Nous voilà revenus à notre thèse. Des occasions de peinture murale et un choix judicieux d’artistes, c’en est assez pour tenir tête à la mode et lutter contre le flot montant. Dans ces nobles épreuves, les talens grandiront, et nous aurons devant l’avenir des témoins qui feront oublier nos folies. Croit-on que M. Lehmann par exemple soit sorti de l’Hôtel-de-Ville tel qu’il y était entré ? que ce court, mais laborieux commerce avec ce monument ne lui ait pas fait faire un grand pas dans son art ? Si mauvaise que fût la part qui lui était laissée, il a eu bien raison de s’en saisir : jamais il n’eût fait telles choses en attendant l’inspiration, en rêvant à loisir, en se soumettant au goût de quelque riche amateur. Cette fièvre que donne un grand travail, cette stimulante mission d’attacher son nom même aux plus mesquines parties d’un pareil édifice, voilà ce qui l’a mis en verve et lui a donné l’occasion d’un succès. Nous lui souhaitons, à lui et à tous ses dignes émules, des occasions encore meilleures, des chances mieux préparées, des concessions plus libérales. C’est l’architecture avant tout qui doit les leur offrir, et c’est à elle que nos prières s’adressent plus encore qu’aux puissans du jour.
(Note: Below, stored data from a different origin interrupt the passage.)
//! Per-tier endpoint documentation.
//!
//! Every tier gets one markdown file listing all endpoints available with that subscription,
//! i.e. the endpoints of the tier itself and of every tier below it in the hierarchy.

use serde_json::Value;
use std::collections::BTreeMap;
use std::path::{Path, PathBuf};
use thetadata_subscription::{EndpointRecord, Tier, scan_endpoints};

/// Categories (first path segment) that are documented, in output order.
pub const CATEGORY_ORDER: [&str; 4] = ["Stock", "Option", "Index", "Calendar"];

#[derive(Debug, thiserror::Error)]
pub enum DocsError {
    #[error("malformed spec: {0}")]
    MalformedSpec(String),

    #[error("failed to create output directory '{path}': {source}")]
    CreateDir {
        path: PathBuf,
        #[source]
        source: std::io::Error,
    },

    #[error("failed to write '{path}': {source}")]
    Write {
        path: PathBuf,
        #[source]
        source: std::io::Error,
    },
}

pub type Result<T> = std::result::Result<T, DocsError>;

/// The default tier hierarchy, ascending.
#[must_use]
pub fn default_tiers() -> Vec<String> {
    Tier::ALL.iter().map(|t| t.as_str().to_string()).collect()
}

/// A rendered document for one tier.
#[derive(Debug, Clone, PartialEq, Eq)]
pub struct TierDocument {
    pub tier: String,
    pub file_name: String,
    pub content: String,
    /// Cumulative number of endpoints up to and including this tier, before category filtering.
    pub endpoint_count: usize,
}

#[derive(Debug, Clone, PartialEq, Eq)]
pub enum TierOutcome {
    Generated(TierDocument),
    /// The tier has no endpoints of its own; nothing is written for it.
    Missing(String),
}

#[derive(Debug, Clone, PartialEq, Eq)]
pub struct GenerationReport {
    pub outcomes: Vec<TierOutcome>,
    /// Endpoints across every tier bucket in the spec, including tiers outside the hierarchy.
    pub total_endpoints: usize,
}

impl GenerationReport {
    pub fn documents(&self) -> impl Iterator<Item = &TierDocument> {
        self.outcomes.iter().filter_map(|o| match o {
            TierOutcome::Generated(doc) => Some(doc),
            TierOutcome::Missing(_) => None,
        })
    }
}

/// Group scanned endpoints by their raw tier value.
#[must_use]
pub fn group_by_tier(records: Vec<EndpointRecord>) -> BTreeMap<String, Vec<EndpointRecord>> {
    let mut buckets: BTreeMap<String, Vec<EndpointRecord>> = BTreeMap::new();
    for record in records {
        buckets.entry(record.tier.clone()).or_default().push(record);
    }
    buckets
}

/// Order requested tier names by the tier hierarchy. Names that are not known tiers follow in
/// the order given. Duplicates are dropped.
#[must_use]
pub fn order_tiers(tiers: &[String]) -> Vec<String> {
    let mut known: Vec<(Tier, &String)> = Vec::new();
    let mut other: Vec<&String> = Vec::new();
    for name in tiers {
        match name.parse::<Tier>() {
            Ok(tier) if !known.iter().any(|(t, _)| *t == tier) => known.push((tier, name)),
            Ok(_) => {}
            Err(_) if !other.contains(&name) => other.push(name),
            Err(_) => {}
        }
    }
    known.sort_by_key(|(tier, _)| *tier);
    known
        .into_iter()
        .map(|(_, name)| name)
        .chain(other)
        .cloned()
        .collect()
}

/// The root must be a mapping and `paths`, when present, a mapping. Individual malformed path
/// items are tolerated and skipped by the scan.
fn check_shape(spec: &Value) -> Result<()> {
    let Some(root) = spec.as_object() else {
        return Err(DocsError::MalformedSpec(
            "document root is not a mapping".to_string(),
        ));
    };
    match root.get("paths") {
        None | Some(Value::Object(_)) => Ok(()),
        Some(_) => Err(DocsError::MalformedSpec(
            "`paths` is not a mapping".to_string(),
        )),
    }
}

/// Render every requested tier from the raw spec document, lowest tier first.
///
/// # Errors
///
/// Fails without rendering anything if the document is not a mapping or its `paths` is not a
/// mapping.
pub fn generate(spec: &Value, tiers: &[String]) -> Result<GenerationReport> {
    check_shape(spec)?;

    let buckets = group_by_tier(scan_endpoints(spec));
    let total_endpoints = buckets.values().map(Vec::len).sum();

    let tiers = order_tiers(tiers);
    let mut cumulative: Vec<EndpointRecord> = Vec::new();
    let mut outcomes = Vec::with_capacity(tiers.len());
    for tier in tiers {
        let Some(bucket) = buckets.get(&tier) else {
            outcomes.push(TierOutcome::Missing(tier));
            continue;
        };
        cumulative.extend(bucket.iter().cloned());
        outcomes.push(TierOutcome::Generated(TierDocument {
            file_name: format!("endpoints_{tier}.md"),
            content: render_markdown(&tier, &cumulative),
            endpoint_count: cumulative.len(),
            tier,
        }));
    }

    Ok(GenerationReport {
        outcomes,
        total_endpoints,
    })
}

/// Markdown for one tier: a heading, then one section per known category.
#[must_use]
pub fn render_markdown(tier: &str, endpoints: &[EndpointRecord]) -> String {
    let mut lines = vec![format!("# API Endpoints {} Tier", capitalize(tier)), String::new()];

    let mut categories: BTreeMap<String, Vec<&EndpointRecord>> = BTreeMap::new();
    for endpoint in endpoints {
        categories
            .entry(category_of(&endpoint.path))
            .or_default()
            .push(endpoint);
    }

    for category in CATEGORY_ORDER {
        let Some(entries) = categories.get_mut(category) else {
            continue;
        };
        lines.push(format!("#### {category} Endpoints"));
        lines.push(String::new());

        entries.sort_by(|a, b| a.path.cmp(&b.path));
        for endpoint in entries.iter() {
            if endpoint.display_name.is_empty() {
                lines.push(format!("- `{}`", endpoint.path));
            } else {
                lines.push(format!("- `{}` - {}", endpoint.path, endpoint.display_name));
            }
        }
        lines.push(String::new());
    }

    lines.join("\n")
}

/// Write every generated document into `output_dir`, creating it if needed.
///
/// # Errors
///
/// Fails on the first directory or file that cannot be written.
pub fn write_documents(report: &GenerationReport, output_dir: &Path) -> Result<Vec<PathBuf>> {
    std::fs::create_dir_all(output_dir).map_err(|source| DocsError::CreateDir {
        path: output_dir.to_path_buf(),
        source,
    })?;

    let mut written = Vec::new();
    for doc in report.documents() {
        let path = output_dir.join(&doc.file_name);
        std::fs::write(&path, &doc.content).map_err(|source| DocsError::Write {
            path: path.clone(),
            source,
        })?;
        tracing::debug!(path = %path.display(), endpoints = doc.endpoint_count, "wrote tier document");
        written.push(path);
    }
    Ok(written)
}

fn category_of(path: &str) -> String {
    capitalize(path.trim_matches('/').split('/').next().unwrap_or_default())
}

/// First character upper-cased, the rest lower-cased.
fn capitalize(s: &str) -> String {
    let mut chars = s.chars();
    match chars.next() {
        Some(first) => first
            .to_uppercase()
            .chain(chars.flat_map(char::to_lowercase))
            .collect(),
        None => String::new(),
    }
}

#[cfg(test)]
mod tests {
    use super::*;

    fn record(path: &str, display: &str, tier: &str) -> EndpointRecord {
        EndpointRecord {
            path: path.to_string(),
            method: "GET".to_string(),
            display_name: display.to_string(),
            tier: tier.to_string(),
            synthetic: false,
        }
    }

    #[test]
    fn capitalizes_like_titles() {
        assert_eq!(capitalize("free"), "Free");
        assert_eq!(capitalize("PROFESSIONAL"), "Professional");
        assert_eq!(capitalize(""), "");
        assert_eq!(category_of("/option/list/roots"), "Option");
        assert_eq!(category_of("/"), "");
    }

    #[test]
    fn renders_sorted_categories_in_fixed_order() {
        let endpoints = vec![
            record("/option/list/roots", "Roots", "value"),
            record("/stock/list/symbols", "Symbols", "free"),
            record("/bulk/snapshot", "Bulk", "free"),
            record("/stock/history/eod", "", "free"),
        ];
        let md = render_markdown("value", &endpoints);
        assert_eq!(
            md,
            "# API Endpoints Value Tier\n\
             \n\
             #### Stock Endpoints\n\
             \n\
             - `/stock/history/eod`\n\
             - `/stock/list/symbols` - Symbols\n\
             \n\
             #### Option Endpoints\n\
             \n\
             - `/option/list/roots` - Roots\n"
        );
    }

    #[test]
    fn empty_document_is_just_the_heading() {
        assert_eq!(render_markdown("free", &[]), "# API Endpoints Free Tier\n");
    }

    #[test]
    fn tiers_follow_the_hierarchy_whatever_the_input_order() {
        let given: Vec<String> = ["beta", "professional", "Free", "value", "beta", "free"]
            .iter()
            .map(|s| (*s).to_string())
            .collect();
        assert_eq!(order_tiers(&given), vec!["Free", "value", "professional", "beta"]);
    }

    #[test]
    fn malformed_roots_and_paths_are_rejected() {
        for spec in [
            Value::Null,
            serde_json::json!("just a string"),
            serde_json::json!(["a", "b"]),
            serde_json::json!({"paths": 42}),
        ] {
            assert!(matches!(
                generate(&spec, &default_tiers()),
                Err(DocsError::MalformedSpec(_))
            ));
        }
    }

    #[test]
    fn default_tiers_ascend() {
        assert_eq!(
            default_tiers(),
            vec!["free", "value", "standard", "professional"]
        );
    }
}
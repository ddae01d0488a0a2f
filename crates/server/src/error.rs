use std::path::PathBuf;
use thetadata_openapi_tools::error::OpenApiToolsError;

#[derive(Debug, thiserror::Error)]
pub enum ServerError {
    #[error("configuration error: {0}")]
    Config(String),

    #[error(transparent)]
    OpenApi(#[from] OpenApiToolsError),

    #[error("failed to read descriptions file '{path}': {source}")]
    DescriptionsRead {
        path: PathBuf,
        #[source]
        source: std::io::Error,
    },

    #[error("failed to parse descriptions file '{path}': {source}")]
    DescriptionsParse {
        path: PathBuf,
        #[source]
        source: serde_yaml::Error,
    },
}

pub type Result<T> = std::result::Result<T, ServerError>;
//! Error types for `thetadata-http-tools`.

use thiserror::Error;

#[derive(Debug, Error)]
pub enum HttpToolsError {
    /// An interceptor refused or failed to rewrite an outgoing request.
    #[error("request interceptor error: {0}")]
    Interceptor(String),
}

pub type Result<T> = std::result::Result<T, HttpToolsError>;
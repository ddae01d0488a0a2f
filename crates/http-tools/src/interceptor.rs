//! Request/response interception for outbound tool calls.
//!
//! An interceptor is installed on a tool source when it is built. Every outgoing request passes
//! through [`HttpInterceptor::on_request`] right before dispatch, and every response passes
//! through [`HttpInterceptor::on_response`] after its body has been read, before the tool source
//! inspects the status or decodes the body.

use crate::error::Result;
use mime::Mime;
use reqwest::StatusCode;
use reqwest::header::{CONTENT_TYPE, HeaderMap};

/// A fully buffered HTTP response.
#[derive(Debug, Clone)]
pub struct InterceptedResponse {
    pub status: StatusCode,
    pub headers: HeaderMap,
    pub body: Vec<u8>,
}

impl InterceptedResponse {
    #[must_use]
    pub fn content_type(&self) -> Option<&str> {
        self.headers.get(CONTENT_TYPE).and_then(|v| v.to_str().ok())
    }

    /// Whether the content type names a JSON payload (`application/json`, `+json` suffixes,
    /// `application/x-ndjson`, ...).
    #[must_use]
    pub fn is_json(&self) -> bool {
        let Some(ct) = self.content_type() else {
            return false;
        };
        match ct.parse::<Mime>() {
            Ok(m) => {
                m.subtype() == mime::JSON
                    || m.suffix() == Some(mime::JSON)
                    || m.subtype().as_str().contains("json")
            }
            Err(_) => ct.to_ascii_lowercase().contains("json"),
        }
    }
}

/// Hook pair wrapped around the HTTP transport of a tool source.
///
/// Implementations must be stateless with respect to individual calls: the same interceptor is
/// shared by all concurrent tool calls.
pub trait HttpInterceptor: Send + Sync {
    /// Rewrite an outgoing request in place.
    ///
    /// # Errors
    ///
    /// An error aborts the tool call before anything is sent.
    fn on_request(&self, _request: &mut reqwest::Request) -> Result<()> {
        Ok(())
    }

    /// Rewrite an inbound response. This hook cannot fail; return the input to pass through.
    fn on_response(&self, response: InterceptedResponse) -> InterceptedResponse {
        response
    }
}

/// Interceptor that forwards requests and responses untouched.
#[derive(Debug, Clone, Copy, Default)]
pub struct Passthrough;

impl HttpInterceptor for Passthrough {}
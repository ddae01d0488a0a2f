//! HTTP method semantics as MCP tool annotations.

use reqwest::Method;
use rmcp::model::ToolAnnotations;

/// MCP tool annotations for an HTTP-backed tool.
///
/// Every HTTP tool talks to an external system, so `openWorldHint` is always set. The other hints
/// follow RFC 9110 method semantics; extension methods leave them unset. `title` is usually the
/// operation summary.
#[must_use]
pub fn annotations_for_method(method: &Method, title: Option<String>) -> ToolAnnotations {
    let (read_only, destructive, idempotent) = match *method {
        Method::GET | Method::HEAD | Method::OPTIONS => (Some(true), Some(false), Some(true)),
        Method::POST => (Some(false), Some(false), Some(false)),
        Method::PUT | Method::DELETE => (Some(false), Some(true), Some(true)),
        // PATCH may or may not be idempotent.
        Method::PATCH => (Some(false), Some(true), None),
        _ => (None, None, None),
    };

    ToolAnnotations {
        title,
        read_only_hint: read_only,
        destructive_hint: destructive,
        idempotent_hint: idempotent,
        open_world_hint: Some(true),
    }
}

#[cfg(test)]
mod tests {
    use super::annotations_for_method;
    use reqwest::Method;

    #[test]
    fn market_data_reads_are_readonly_and_idempotent() {
        let a = annotations_for_method(&Method::GET, Some("List stock symbols".into()));
        assert_eq!(a.title.as_deref(), Some("List stock symbols"));
        assert_eq!(a.read_only_hint, Some(true));
        assert_eq!(a.destructive_hint, Some(false));
        assert_eq!(a.idempotent_hint, Some(true));
        assert_eq!(a.open_world_hint, Some(true));
    }

    #[test]
    fn patch_leaves_idempotence_unknown() {
        let a = annotations_for_method(&Method::PATCH, None);
        assert_eq!(a.read_only_hint, Some(false));
        assert_eq!(a.idempotent_hint, None);
    }

    #[test]
    fn extension_method_only_sets_open_world() {
        let custom: Method = "PROPFIND".parse().expect("valid method token");
        let a = annotations_for_method(&custom, None);
        assert_eq!(a.read_only_hint, None);
        assert_eq!(a.destructive_hint, None);
        assert_eq!(a.idempotent_hint, None);
        assert_eq!(a.open_world_hint, Some(true));
    }
}
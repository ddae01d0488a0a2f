//! Full scan of the spec into per-operation endpoint records.

use crate::METHODS;
use crate::extract::annotation;
use serde_json::Value;

const DISPLAY_NAME_MAX_CHARS: usize = 80;

/// One documented endpoint.
#[derive(Debug, Clone, PartialEq, Eq)]
pub struct EndpointRecord {
    pub path: String,
    /// Upper-case HTTP method.
    pub method: String,
    /// Operation summary, else the start of its description; may be empty.
    pub display_name: String,
    /// Effective tier: the operation annotation, else the path default.
    pub tier: String,
    /// Set when the record was inferred from a path-level tier on a path without operations.
    /// Such records always assume `GET`.
    pub synthetic: bool,
}

/// Human-readable name of an operation: its summary, else the first line of its description cut
/// to 80 characters, else empty.
#[must_use]
pub fn display_name(operation: &Value) -> String {
    if let Some(summary) = operation
        .get("summary")
        .and_then(Value::as_str)
        .filter(|s| !s.is_empty())
    {
        return summary.to_string();
    }

    operation
        .get("description")
        .and_then(Value::as_str)
        .map(str::trim)
        .and_then(|d| d.lines().next())
        .map(|line| line.chars().take(DISPLAY_NAME_MAX_CHARS).collect())
        .unwrap_or_default()
}

/// Scan every path of the spec.
///
/// Operations without an effective tier are left out. Malformed path items (non-mappings) and
/// non-mapping operations are skipped.
#[must_use]
pub fn scan_endpoints(spec: &Value) -> Vec<EndpointRecord> {
    let Some(paths) = spec.get("paths").and_then(Value::as_object) else {
        return Vec::new();
    };

    let mut records = Vec::new();
    for (path, item) in paths {
        if !item.is_object() {
            continue;
        }
        let path_tier = annotation(item);

        let operations: Vec<(&str, &Value)> = METHODS
            .iter()
            .filter_map(|m| item.get(*m).filter(|op| op.is_object()).map(|op| (*m, op)))
            .collect();

        if operations.is_empty() {
            if let Some(tier) = path_tier {
                records.push(EndpointRecord {
                    path: path.clone(),
                    method: "GET".to_string(),
                    display_name: String::new(),
                    tier: tier.to_string(),
                    synthetic: true,
                });
            }
            continue;
        }

        for (method, op) in operations {
            let Some(tier) = annotation(op).or(path_tier) else {
                continue;
            };
            records.push(EndpointRecord {
                path: path.clone(),
                method: method.to_ascii_uppercase(),
                display_name: display_name(op),
                tier: tier.to_string(),
                synthetic: false,
            });
        }
    }

    records
}
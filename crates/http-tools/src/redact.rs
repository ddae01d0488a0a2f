//! Redaction helpers for outbound URLs that end up in logs and error messages.

use url::Url;

/// Strip credentials, query and fragment from a URL.
#[must_use]
pub fn redact_url(url: &Url) -> String {
    let mut u = url.clone();
    let _ = u.set_username("");
    let _ = u.set_password(None);
    u.set_query(None);
    u.set_fragment(None);
    u.to_string()
}

/// Render a `reqwest` error without leaking the query string of the failed request.
#[must_use]
pub fn sanitize_reqwest_error(e: &reqwest::Error) -> String {
    let mut msg = e.to_string();
    if let Some(u) = e.url() {
        msg = msg.replace(u.as_str(), &redact_url(u));
    }
    msg
}
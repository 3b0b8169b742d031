//! Probabilistic level generation shared by both skip list variants

use rand::Rng;

/// Samples node heights with a geometric distribution capped at `max_level`.
///
/// Each call uses the calling thread's own RNG (`rand::thread_rng`), so
/// concurrent inserters never contend on shared RNG state.
#[derive(Debug, Clone)]
pub struct LevelGenerator {
    max_level: usize,
    probability: f64,
}

impl LevelGenerator {
    pub fn new(max_level: usize, probability: f64) -> Self {
        Self {
            max_level,
            probability,
        }
    }

    /// Draws a level in `0..=max_level`. Each level above 0 is granted with
    /// probability `probability`, independently of the levels below it.
    pub fn random_level(&self) -> usize {
        let mut rng = rand::thread_rng();
        let mut level = 0;
        while level < self.max_level && rng.gen_bool(self.probability) {
            level += 1;
        }
        level
    }
}

#[cfg(test)]
mod tests {
    use super::*;

    #[test]
    fn never_exceeds_max_level() {
        let gen = LevelGenerator::new(4, 0.9);
        for _ in 0..10_000 {
            assert!(gen.random_level() <= 4);
        }
    }

    #[test]
    fn zero_probability_always_yields_level_zero() {
        let gen = LevelGenerator::new(16, 0.000_000_1);
        for _ in 0..100 {
            assert_eq!(gen.random_level(), 0);
        }
    }
}
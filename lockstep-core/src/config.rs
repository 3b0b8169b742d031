//! Configuration shared by both skip list variants

use crate::{Error, Result};

/// Tunables for a skip list's probabilistic level generation
///
/// # Example
///
/// ```
/// use lockstep_core::SkipListConfig;
///
/// let config = SkipListConfig {
///     max_level: 20,
///     probability: 0.25,
/// };
/// assert!(config.validate().is_ok());
/// ```
#[derive(Debug, Clone, Copy, PartialEq)]
pub struct SkipListConfig {
    /// Upper bound on a node's height (0-indexed), and on `cur_level`/`current_height`
    pub max_level: usize,
    /// Per-level probability of promoting a node to the next level
    pub probability: f64,
}

impl Default for SkipListConfig {
    fn default() -> Self {
        Self {
            max_level: 16,
            probability: 0.5,
        }
    }
}

impl SkipListConfig {
    /// Checks that `max_level` and `probability` are usable by the level generator
    pub fn validate(&self) -> Result<()> {
        if self.max_level == 0 {
            return Err(Error::InvalidConfig(
                "max_level must be at least 1".to_string(),
            ));
        }
        if !(self.probability > 0.0 && self.probability < 1.0) {
            return Err(Error::InvalidConfig(format!(
                "probability must lie in (0.0, 1.0), got {}",
                self.probability
            )));
        }
        Ok(())
    }
}

#[cfg(test)]
mod tests {
    use super::*;

    #[test]
    fn default_config_is_valid() {
        assert!(SkipListConfig::default().validate().is_ok());
    }

    #[test]
    fn zero_max_level_is_invalid() {
        let config = SkipListConfig {
            max_level: 0,
            probability: 0.5,
        };
        assert!(config.validate().is_err());
    }

    #[test]
    fn out_of_range_probability_is_invalid() {
        for p in [0.0, 1.0, -0.1, 1.1] {
            let config = SkipListConfig {
                max_level: 16,
                probability: p,
            };
            assert!(config.validate().is_err(), "probability {p} should be invalid");
        }
    }
}
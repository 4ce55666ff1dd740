//! Structured logging setup.
//!
//! # Design Decisions
//! - Uses tracing crate for structured logging
//! - `RUST_LOG` overrides the configured level when set
//! - Installing a second global subscriber is an error, not a panic

use tracing_subscriber::{fmt, layer::SubscriberExt, util::SubscriberInitExt, EnvFilter};

use crate::config::schema::{LogFormat, LoggingConfig};
use crate::error::{Error, Result};

/// Build the filter: `RUST_LOG` if set and valid, else the configured level.
pub fn env_filter(cfg: &LoggingConfig) -> EnvFilter {
    EnvFilter::try_from_default_env().unwrap_or_else(|_| EnvFilter::new(cfg.level.to_lowercase()))
}

/// Install the global tracing subscriber described by `cfg`.
pub fn init_logging(cfg: &LoggingConfig) -> Result<()> {
    let registry = tracing_subscriber::registry().with(env_filter(cfg));
    let layer = fmt::layer()
        .with_ansi(cfg.ansi)
        .with_target(cfg.with_target);

    let result = match cfg.format {
        LogFormat::Full => registry.with(layer).try_init(),
        LogFormat::Compact => registry.with(layer.compact()).try_init(),
    };

    result.map_err(|e| Error::LoggingInit(e.to_string()))
}
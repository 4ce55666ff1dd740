//! Named logger cache library.
//!
//! Hands out one shared logger per case-insensitive name, building each
//! logger on first request through a pluggable [`LoggerFactory`].

pub mod backend;
pub mod cache;
pub mod config;
pub mod error;
pub mod observability;

pub use backend::{TracingLogger, TracingLoggerFactory};
pub use cache::{from_fn, Logger, LoggerFactory, LoggerKey, NamedLoggerCache};
pub use config::AppConfig;
pub use error::{Error, Result};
Que nos Vitruves sachent donc que l’égoïsme est fatal à leur art, qu’en s’isolant, en voulant tout garder pour lui, il s’appauvrit et se glace ; qu’au contraire il a tout à gagner en tendant la main à ses frères, et que dans cette grande famille des arts, comme dans toutes les familles, c’est l’union qui fait la force et le succès.


L. VITET.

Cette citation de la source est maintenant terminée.